各分析対象の近傍に含まれるビンを特定するために、まず、ツールは指定された [近傍距離] 内の近傍ビンを見つけます。次に、それらのビンごとに、以前の N 個の時間ステップから同じ場所のビンを含めます。ここで、N は指定する [近傍時間のステップ] です。
[近傍時間のステップ] の値は、分析対象の近傍に含める時間ステップ間隔の数です。たとえば、キューブの時間ステップ間隔が 3 か月の場合に、[近傍時間のステップ] に 2 を指定すると、[近傍距離] 内のすべてのビン カウントと、直前の 2 つの時間ステップ間隔のすべての関連ビン (9 か月の時間間隔をカバー) が分析対象の近傍に含められます。
順列を使用すると、分析する値の実際の空間分布が検出される可能性がどれくらいあるかを判断できます。順列を実行するごとに、各ビンの周囲の近傍値がランダムに並べ替えられ、Local Moran's I 値が算出されます。この計算結果が値の基準分布になり、観測値がランダム分布の中から検出される確率を求めるために実際の観測対象の Moran's I と比較されます。順列の数はデフォルトで 499 に設定されていますが、順列の数を増やすと、ランダム標本分布が広範になり、これに伴って疑似 p 値の精度も上がります。

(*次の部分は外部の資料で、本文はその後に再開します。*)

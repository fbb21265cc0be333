//! LedgerView Common Types
//!
//! Shared types for the LedgerView workspace: account addresses, transaction
//! identifiers, the transaction and account records read from the stores, and
//! the error taxonomy surfaced by every read operation.

pub mod identifiers;
pub mod model;
pub mod error;

pub use identifiers::*;
pub use model::*;
pub use error::*;
//! Command-line interface.

use std::path::PathBuf;

use clap::{Parser, Subcommand};
use rust_decimal::Decimal;

/// LedgerView CLI
#[derive(Parser, Debug)]
#[command(name = "ledgerview")]
#[command(about = "Query balances, counterparties and transactions of an existing ledger")]
pub struct Args {
    /// JSON fixture to serve instead of a database
    #[arg(long)]
    pub fixture: Option<PathBuf>,

    /// PostgreSQL connection string
    #[arg(long)]
    pub database_url: Option<String>,

    /// Cache per-address transaction lookups
    #[arg(long)]
    pub cache: bool,

    /// Per-operation timeout in milliseconds
    #[arg(long)]
    pub timeout_ms: Option<u64>,

    /// Emit JSON logs
    #[arg(long)]
    pub log_json: bool,

    #[command(subcommand)]
    pub command: Command,
}

#[derive(Subcommand, Debug, Clone, PartialEq, Eq)]
pub enum Command {
    /// Search transactions; unset criteria are ignored
    Search {
        /// Address on either side
        #[arg(long)]
        addr: Option<String>,
        /// Exact amount
        #[arg(long)]
        amount: Option<Decimal>,
        /// Exact memo
        #[arg(long)]
        msg: Option<String>,
        /// Exact timestamp
        #[arg(long)]
        time: Option<Decimal>,
        /// Records to skip
        #[arg(long)]
        skip: Option<u64>,
        /// Maximum records to return
        #[arg(long)]
        limit: Option<u32>,
    },

    /// Net balance of an address
    Balance {
        addr: String,
        /// Include debit/credit totals
        #[arg(long)]
        breakdown: bool,
    },

    /// Accounts that transacted with an address
    Counterparties {
        addr: String,
        /// One entry per account instead of one per transaction
        #[arg(long)]
        distinct: bool,
    },

    /// A single transaction by id
    Tx { id: String },

    /// Every transaction touching an address
    History { addr: String },

    /// Search accounts; unset criteria are ignored
    Accounts {
        #[arg(long)]
        addr: Option<String>,
        #[arg(long)]
        name: Option<String>,
        #[arg(long)]
        cover: Option<String>,
        #[arg(long)]
        desc: Option<String>,
        #[arg(long)]
        sign: Option<String>,
    },

    /// A single account by address
    Account { addr: String },

    /// Create the ledger tables in the configured database
    InitSchema,
}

[順列の数] パラメーターを 0 に設定すると、疑似 p 値ではなく、標準の p 値が返されます。
このツールで順列を使用すると、複数の CPU (またはマルチコア CPU) を使用しているシステムでパフォーマンスが向上するという利点があります。このツールでは、デフォルトで許容最大数のうちの半数の CPU が使用されます。処理速度の向上が最も顕著に見られるのは、大規模な時空間キューブを使用している場合または多数の順列を使用してこのツールを実行する場合です。使用する CPU の数を増減するには、並列処理ファクター環境を使用します。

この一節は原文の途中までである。